**Work to complete:**
Using the records below, transcribe word for word the stretch from the line that contains "#[derive(Debug, Error)]" through the line that contains "code and message", both end lines included, and nothing else.

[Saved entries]
───
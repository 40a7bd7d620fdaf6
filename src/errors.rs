// ABOUTME: Unified error handling for the proxy with error codes and HTTP response rendering
// ABOUTME: Maps validation, backend, and internal failures to structured JSON error bodies
//
// SPDX-License-Identifier: MIT OR Apache-2.0
// Copyright (c) 2025 Pierre Fitness Intelligence

//! # Unified Error Handling System
//!
//! Every failure is caught at the handler boundary and rendered as a JSON body
//! of the form `{error, message?, details?}`. Validation errors carry their
//! message directly in `error` (`{"error": "thread_id is required"}`); all
//! other codes put a short title in `error` and the explanation in `message`.

use axum::{
    http::StatusCode,
    response::{IntoResponse, Response},
    Json,
};
use serde::{Deserialize, Serialize};
use serde_json::Value;
use std::fmt;
use thiserror::Error;

/// Message returned in place of internal details outside development builds
const REDACTED_INTERNAL_MESSAGE: &str = "An unexpected error occurred";

/// Standard error codes used throughout the proxy
#[derive(Debug, Clone, Copy, PartialEq, Eq, Serialize, Deserialize)]
pub enum ErrorCode {
    // Validation
    #[serde(rename = "INVALID_INPUT")]
    InvalidInput,
    #[serde(rename = "MISSING_REQUIRED_FIELD")]
    MissingRequiredField,

    // Backend
    #[serde(rename = "BACKEND_NOT_RUNNING")]
    BackendNotRunning,
    #[serde(rename = "INVALID_BACKEND_RESPONSE")]
    InvalidBackendResponse,

    // Internal
    #[serde(rename = "INTERNAL_ERROR")]
    InternalError,
}

impl ErrorCode {
    /// Get the HTTP status code for this error
    #[must_use]
    pub const fn http_status(self) -> StatusCode {
        match self {
            Self::InvalidInput | Self::MissingRequiredField => StatusCode::BAD_REQUEST,
            Self::InvalidBackendResponse => StatusCode::BAD_GATEWAY,
            Self::BackendNotRunning => StatusCode::SERVICE_UNAVAILABLE,
            Self::InternalError => StatusCode::INTERNAL_SERVER_ERROR,
        }
    }

    /// Short title rendered in the `error` field
    #[must_use]
    pub const fn title(self) -> &'static str {
        match self {
            Self::InvalidInput => "Invalid Input",
            Self::MissingRequiredField => "Missing Required Field",
            Self::BackendNotRunning => "Backend Not Running",
            Self::InvalidBackendResponse => "Invalid Backend Response",
            Self::InternalError => "Internal Server Error",
        }
    }

    /// Whether the caller caused this error
    #[must_use]
    pub const fn is_client_error(self) -> bool {
        matches!(self, Self::InvalidInput | Self::MissingRequiredField)
    }
}

/// Unified error type for the proxy
#[derive(Debug, Error)]
pub struct AppError {
    /// Error code
    pub code: ErrorCode,
    /// Human-readable error message
    pub message: String,
    /// Optional structured details
    pub details: Option<Value>,
}

impl AppError {
    /// Create a new `AppError` with the given code and message
    pub fn new(code: ErrorCode, message: impl Into<String>) -> Self {
        Self {
            code,
            message: message.into(),
            details: None,
        }
    }

    /// Attach structured details
    #[must_use]
    pub fn with_details(mut self, details: Value) -> Self {
        self.details = Some(details);
        self
    }

    /// Get the HTTP status code for this error
    #[must_use]
    pub const fn http_status(&self) -> StatusCode {
        self.code.http_status()
    }

    /// Hide internal messages and details unless `expose` is set
    #[must_use]
    pub fn redact_internal(mut self, expose: bool) -> Self {
        if !expose && self.code == ErrorCode::InternalError {
            REDACTED_INTERNAL_MESSAGE.clone_into(&mut self.message);
            self.details = None;
        }
        self
    }

    /// Invalid input
    pub fn invalid_input(message: impl Into<String>) -> Self {
        Self::new(ErrorCode::InvalidInput, message)
    }

    /// A required field or query parameter is missing
    pub fn missing_field(message: impl Into<String>) -> Self {
        Self::new(ErrorCode::MissingRequiredField, message)
    }

    /// The backend process is not listening
    pub fn backend_not_running(message: impl Into<String>) -> Self {
        Self::new(ErrorCode::BackendNotRunning, message)
    }

    /// The backend answered with a body that is not JSON
    pub fn invalid_backend_response(message: impl Into<String>) -> Self {
        Self::new(ErrorCode::InvalidBackendResponse, message)
    }

    /// Internal server error
    pub fn internal(message: impl Into<String>) -> Self {
        Self::new(ErrorCode::InternalError, message)
    }
}

impl fmt::Display for AppError {
    fn fmt(&self, f: &mut fmt::Formatter<'_>) -> fmt::Result {
        write!(f, "{}: {}", self.code.title(), self.message)
    }
}

/// Result type alias for convenience
pub type AppResult<T> = Result<T, AppError>;

/// HTTP error response body
#[derive(Debug, Clone, PartialEq, Eq, Serialize, Deserialize)]
pub struct ErrorResponse {
    /// Error title, or the validation message for client errors
    pub error: String,
    /// Explanation for non-validation errors
    #[serde(default, skip_serializing_if = "Option::is_none")]
    pub message: Option<String>,
    /// Structured diagnostic details
    #[serde(default, skip_serializing_if = "Option::is_none")]
    pub details: Option<Value>,
}

impl From<AppError> for ErrorResponse {
    fn from(error: AppError) -> Self {
        if error.code.is_client_error() {
            Self {
                error: error.message,
                message: None,
                details: error.details,
            }
        } else {
            Self {
                error: error.code.title().to_owned(),
                message: Some(error.message),
                details: error.details,
            }
        }
    }
}

impl IntoResponse for AppError {
    fn into_response(self) -> Response {
        let status = self.http_status();
        (status, Json(ErrorResponse::from(self))).into_response()
    }
}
───
**Exercise answer:**
#[derive(Debug, Error)]
pub struct AppError {
    /// Error code
    pub code: ErrorCode,
    /// Human-readable error message
    pub message: String,
    /// Optional structured details
    pub details: Option<Value>,
}

impl AppError {
    /// Create a new `AppError` with the given code and message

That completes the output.